» **ABOUT THIS EXERCISE**
The answer must consist of every line from the entries that holds the word "move".
Start of Block
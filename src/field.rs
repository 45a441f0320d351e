//! Pixel-field generation: one full deterministic pass over the N×N grid.

use crate::{
    channel::ChannelOps,
    expr::Bindings,
    model::CompiledFormulaSet,
};

/// One computed cell. Channels are raw post-processed values; they are only
/// guaranteed to lie in `[0, 255]` when the channel's operation clamps.
#[derive(Clone, Copy, Debug, PartialEq, Eq)]
pub struct Pixel {
    pub i: u32,
    pub j: u32,
    pub r: i64,
    pub g: i64,
    pub b: i64,
}

/// Lazily renders all `side * side` pixels in scan order: `i` outer from 0,
/// `j` inner from 0. Deterministic given `(formulas, ops, t)`.
///
/// Per pixel: `x` is evaluated with bindings `(i, j, x=0, t)` — each
/// pixel's `x` is independent, a formula never sees a neighbour's value —
/// then r/g/b evaluate with the just-computed `x` and run through their
/// channel operation. A malformed formula contributes 0 for its slot and
/// nothing else; the pass always completes.
pub fn render_pixels(
    side: u32,
    formulas: &CompiledFormulaSet,
    ops: ChannelOps,
    t: i64,
) -> impl Iterator<Item = Pixel> + '_ {
    (0..side).flat_map(move |i| (0..side).map(move |j| render_pixel(formulas, ops, i, j, t)))
}

fn render_pixel(formulas: &CompiledFormulaSet, ops: ChannelOps, i: u32, j: u32, t: i64) -> Pixel {
    let (bi, bj) = (i64::from(i), i64::from(j));
    let x = formulas.x.eval(Bindings {
        i: bi,
        j: bj,
        x: 0,
        t,
    });
    let bindings = Bindings {
        i: bi,
        j: bj,
        x,
        t,
    };
    Pixel {
        i,
        j,
        r: ops.r.apply(formulas.r.eval(bindings)),
        g: ops.g.apply(formulas.g.eval(bindings)),
        b: ops.b.apply(formulas.b.eval(bindings)),
    }
}

/// One full pass collected into a [`PixelField`].
pub fn render_field(
    side: u32,
    formulas: &CompiledFormulaSet,
    ops: ChannelOps,
    t: i64,
) -> PixelField {
    let mut channels = vec![[0i64; 3]; side as usize * side as usize];
    for px in render_pixels(side, formulas, ops, t) {
        channels[px.j as usize * side as usize + px.i as usize] = [px.r, px.g, px.b];
    }
    PixelField { side, channels }
}

/// The complete grid produced by one render pass. It has no identity
/// beyond that pass; a new one is produced every time.
#[derive(Clone, Debug, PartialEq, Eq)]
pub struct PixelField {
    side: u32,
    // Row-major by j; the cell for (i, j) sits at j * side + i.
    channels: Vec<[i64; 3]>,
}

impl PixelField {
    pub fn side(&self) -> u32 {
        self.side
    }

    /// Raw `[r, g, b]` for the cell at column `i`, row `j`.
    pub fn get(&self, i: u32, j: u32) -> [i64; 3] {
        self.channels[j as usize * self.side as usize + i as usize]
    }

    /// Re-emits the pixels in render scan order (`i` outer, `j` inner).
    pub fn pixels(&self) -> impl Iterator<Item = Pixel> + '_ {
        (0..self.side).flat_map(move |i| {
            (0..self.side).map(move |j| {
                let [r, g, b] = self.get(i, j);
                Pixel { i, j, r, g, b }
            })
        })
    }

    /// Tightly packed RGBA8 bytes (row `j` major, alpha 255), the layout a
    /// drawing surface expects. The surface write clamps each channel to
    /// `[0, 255]`, as a canvas does; raw values stay available via
    /// [`PixelField::get`].
    pub fn to_rgba8(&self) -> Vec<u8> {
        let mut out = Vec::with_capacity(self.channels.len() * 4);
        for [r, g, b] in &self.channels {
            out.push(clamp_u8(*r));
            out.push(clamp_u8(*g));
            out.push(clamp_u8(*b));
            out.push(255);
        }
        out
    }
}

fn clamp_u8(v: i64) -> u8 {
    v.clamp(0, 255) as u8
}
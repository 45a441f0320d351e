//! The animation clock: a bounded counter `t` advanced on a fixed
//! wall-clock cadence.
//!
//! Timestamps come in as caller-supplied milliseconds, so schedulers and
//! tests alike can drive the clock without real delays.

/// Counter step applied after each completed pass while running.
pub const STEP: i64 = 5;
/// The counter wraps modulo this bound.
pub const T_MODULUS: i64 = 200;
/// Minimum wall-clock spacing between two fired passes.
pub const FRAME_INTERVAL_MS: u64 = 200;

#[derive(Clone, Copy, Debug, PartialEq, Eq)]
enum ClockState {
    Idle,
    Running,
}

#[derive(Clone, Debug)]
pub struct AnimationClock {
    state: ClockState,
    counter: i64,
    last_fired_ms: Option<u64>,
}

impl AnimationClock {
    /// A fresh clock is idle with `t = 1`: manual renders before animation
    /// has ever been enabled see 1, not 0.
    pub fn new() -> Self {
        Self {
            state: ClockState::Idle,
            counter: 1,
            last_fired_ms: None,
        }
    }

    pub fn is_running(&self) -> bool {
        self.state == ClockState::Running
    }

    /// The current time value handed to formulas.
    pub fn t(&self) -> i64 {
        self.counter
    }

    /// Idle → Running: the counter resets to 0 and the next
    /// [`AnimationClock::should_fire`] passes immediately. A no-op while
    /// already running.
    pub fn enable(&mut self) {
        if self.is_running() {
            return;
        }
        self.state = ClockState::Running;
        self.counter = 0;
        self.last_fired_ms = None;
    }

    /// Running → Idle. The counter holds its last value, so subsequent
    /// manual renders keep the `t` the animation stopped at.
    pub fn disable(&mut self) {
        self.state = ClockState::Idle;
    }

    /// Frame gate: true when a pass should run at `now_ms`. Fires
    /// immediately after enabling, then at most once per
    /// [`FRAME_INTERVAL_MS`]; an early tick is dropped, not queued.
    pub fn should_fire(&mut self, now_ms: u64) -> bool {
        if !self.is_running() {
            return false;
        }
        if let Some(last) = self.last_fired_ms
            && now_ms.saturating_sub(last) < FRAME_INTERVAL_MS
        {
            return false;
        }
        self.last_fired_ms = Some(now_ms);
        true
    }

    /// Post-pass advance: counter += 5 mod 200, with a wrap to exactly 0
    /// forced to 5. `t = 0` is therefore only ever observed on the first
    /// frame after enabling.
    pub fn advance(&mut self) {
        if !self.is_running() {
            return;
        }
        self.counter = (self.counter + STEP) % T_MODULUS;
        if self.counter == 0 {
            self.counter = STEP;
        }
    }
}

impl Default for AnimationClock {
    fn default() -> Self {
        Self::new()
    }
}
End of Block
» **EXERCISE OUTPUT**
    (0..side).flat_map(move |i| (0..side).map(move |j| render_pixel(formulas, ops, i, j, t)))
        (0..self.side).flat_map(move |i| {
            (0..self.side).map(move |j| {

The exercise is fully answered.